**Your objective:** Look below for lines that hold the string "Option" and copy each one.

**Data excerpts:**
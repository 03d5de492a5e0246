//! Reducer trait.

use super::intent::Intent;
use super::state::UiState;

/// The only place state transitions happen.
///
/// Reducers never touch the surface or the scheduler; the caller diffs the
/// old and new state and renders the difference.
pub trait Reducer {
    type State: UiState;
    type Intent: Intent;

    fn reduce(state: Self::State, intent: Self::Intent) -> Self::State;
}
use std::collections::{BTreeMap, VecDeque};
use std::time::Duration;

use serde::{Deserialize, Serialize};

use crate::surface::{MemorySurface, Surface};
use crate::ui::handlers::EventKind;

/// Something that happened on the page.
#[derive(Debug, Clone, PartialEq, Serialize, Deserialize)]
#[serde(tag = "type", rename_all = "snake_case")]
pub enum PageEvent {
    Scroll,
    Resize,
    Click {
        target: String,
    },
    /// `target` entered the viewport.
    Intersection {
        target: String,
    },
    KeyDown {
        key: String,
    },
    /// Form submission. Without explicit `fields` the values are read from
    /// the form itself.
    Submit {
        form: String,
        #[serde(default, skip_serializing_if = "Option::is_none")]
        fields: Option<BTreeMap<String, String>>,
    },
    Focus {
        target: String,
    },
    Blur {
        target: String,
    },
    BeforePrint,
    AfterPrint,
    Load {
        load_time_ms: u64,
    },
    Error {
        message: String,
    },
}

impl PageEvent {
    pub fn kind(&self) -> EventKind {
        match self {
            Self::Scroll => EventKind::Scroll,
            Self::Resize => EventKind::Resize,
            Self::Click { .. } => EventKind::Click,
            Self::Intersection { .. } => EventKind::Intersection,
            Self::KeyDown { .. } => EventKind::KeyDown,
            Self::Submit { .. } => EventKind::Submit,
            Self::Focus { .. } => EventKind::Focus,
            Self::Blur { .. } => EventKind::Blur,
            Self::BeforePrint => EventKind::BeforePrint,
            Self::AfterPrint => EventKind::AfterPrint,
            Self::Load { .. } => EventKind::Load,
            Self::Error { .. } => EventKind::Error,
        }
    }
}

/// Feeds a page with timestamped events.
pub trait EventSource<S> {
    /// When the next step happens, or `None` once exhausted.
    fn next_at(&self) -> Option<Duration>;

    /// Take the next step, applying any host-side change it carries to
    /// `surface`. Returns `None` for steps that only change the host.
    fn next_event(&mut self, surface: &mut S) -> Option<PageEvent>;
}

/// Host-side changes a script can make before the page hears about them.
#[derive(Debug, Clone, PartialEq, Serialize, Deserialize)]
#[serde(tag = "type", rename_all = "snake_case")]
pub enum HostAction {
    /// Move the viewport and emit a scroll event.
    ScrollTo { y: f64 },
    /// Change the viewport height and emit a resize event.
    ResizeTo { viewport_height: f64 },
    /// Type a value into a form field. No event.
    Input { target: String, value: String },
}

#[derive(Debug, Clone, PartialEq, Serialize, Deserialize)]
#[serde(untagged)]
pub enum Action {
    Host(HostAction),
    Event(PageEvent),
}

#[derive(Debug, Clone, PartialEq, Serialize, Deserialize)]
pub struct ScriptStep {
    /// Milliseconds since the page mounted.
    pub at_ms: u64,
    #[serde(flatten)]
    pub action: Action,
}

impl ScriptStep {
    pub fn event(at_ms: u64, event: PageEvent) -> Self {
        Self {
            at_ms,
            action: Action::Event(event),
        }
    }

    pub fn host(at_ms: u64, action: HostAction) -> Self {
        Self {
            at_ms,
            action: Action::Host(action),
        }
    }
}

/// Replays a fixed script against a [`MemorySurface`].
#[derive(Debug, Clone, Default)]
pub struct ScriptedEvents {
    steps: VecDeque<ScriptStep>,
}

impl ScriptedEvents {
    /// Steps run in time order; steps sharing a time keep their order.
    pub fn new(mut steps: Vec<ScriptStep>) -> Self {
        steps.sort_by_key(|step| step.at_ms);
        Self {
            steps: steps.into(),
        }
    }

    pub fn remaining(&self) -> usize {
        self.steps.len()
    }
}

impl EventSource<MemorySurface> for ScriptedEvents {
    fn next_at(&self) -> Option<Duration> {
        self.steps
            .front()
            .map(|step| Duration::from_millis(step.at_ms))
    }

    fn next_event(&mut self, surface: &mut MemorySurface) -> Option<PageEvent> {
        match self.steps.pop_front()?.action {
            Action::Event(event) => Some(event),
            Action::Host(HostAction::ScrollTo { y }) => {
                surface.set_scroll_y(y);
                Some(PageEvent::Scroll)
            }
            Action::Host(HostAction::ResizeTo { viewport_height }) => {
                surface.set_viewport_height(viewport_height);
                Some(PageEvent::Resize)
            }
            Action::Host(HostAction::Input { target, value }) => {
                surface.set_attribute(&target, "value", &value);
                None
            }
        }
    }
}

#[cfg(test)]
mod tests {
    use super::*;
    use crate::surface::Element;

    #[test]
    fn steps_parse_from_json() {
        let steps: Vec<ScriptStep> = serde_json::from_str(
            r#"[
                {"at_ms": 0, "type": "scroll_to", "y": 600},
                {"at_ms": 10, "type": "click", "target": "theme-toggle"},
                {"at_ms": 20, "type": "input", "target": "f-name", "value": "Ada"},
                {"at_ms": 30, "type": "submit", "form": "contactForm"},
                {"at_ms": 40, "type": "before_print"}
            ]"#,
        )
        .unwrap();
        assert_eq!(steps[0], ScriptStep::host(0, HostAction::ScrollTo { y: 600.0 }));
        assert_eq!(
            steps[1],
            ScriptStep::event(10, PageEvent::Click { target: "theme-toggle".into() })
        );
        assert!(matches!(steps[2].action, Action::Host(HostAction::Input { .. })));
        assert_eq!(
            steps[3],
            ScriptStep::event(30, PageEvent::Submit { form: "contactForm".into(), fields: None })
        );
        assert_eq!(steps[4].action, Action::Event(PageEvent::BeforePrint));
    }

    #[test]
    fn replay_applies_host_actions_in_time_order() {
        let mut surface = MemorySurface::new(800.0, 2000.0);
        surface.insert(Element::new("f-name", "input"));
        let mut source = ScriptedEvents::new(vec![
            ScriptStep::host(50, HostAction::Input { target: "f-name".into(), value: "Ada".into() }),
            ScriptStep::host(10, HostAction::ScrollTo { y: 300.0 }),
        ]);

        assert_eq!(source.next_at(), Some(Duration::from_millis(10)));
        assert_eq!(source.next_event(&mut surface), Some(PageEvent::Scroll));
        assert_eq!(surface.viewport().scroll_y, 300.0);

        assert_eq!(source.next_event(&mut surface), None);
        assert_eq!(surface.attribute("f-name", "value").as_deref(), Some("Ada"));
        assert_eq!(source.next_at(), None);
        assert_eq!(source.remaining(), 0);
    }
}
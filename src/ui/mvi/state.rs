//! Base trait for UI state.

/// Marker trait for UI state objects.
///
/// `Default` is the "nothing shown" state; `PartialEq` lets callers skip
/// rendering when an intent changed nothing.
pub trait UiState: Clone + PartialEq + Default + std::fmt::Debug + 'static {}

**Solution for this task:**
        #[serde(default, skip_serializing_if = "Option::is_none")]
        fields: Option<BTreeMap<String, String>>,
    fn next_at(&self) -> Option<Duration>;
    fn next_event(&mut self, surface: &mut S) -> Option<PageEvent>;
    fn next_at(&self) -> Option<Duration> {
    fn next_event(&mut self, surface: &mut MemorySurface) -> Option<PageEvent> {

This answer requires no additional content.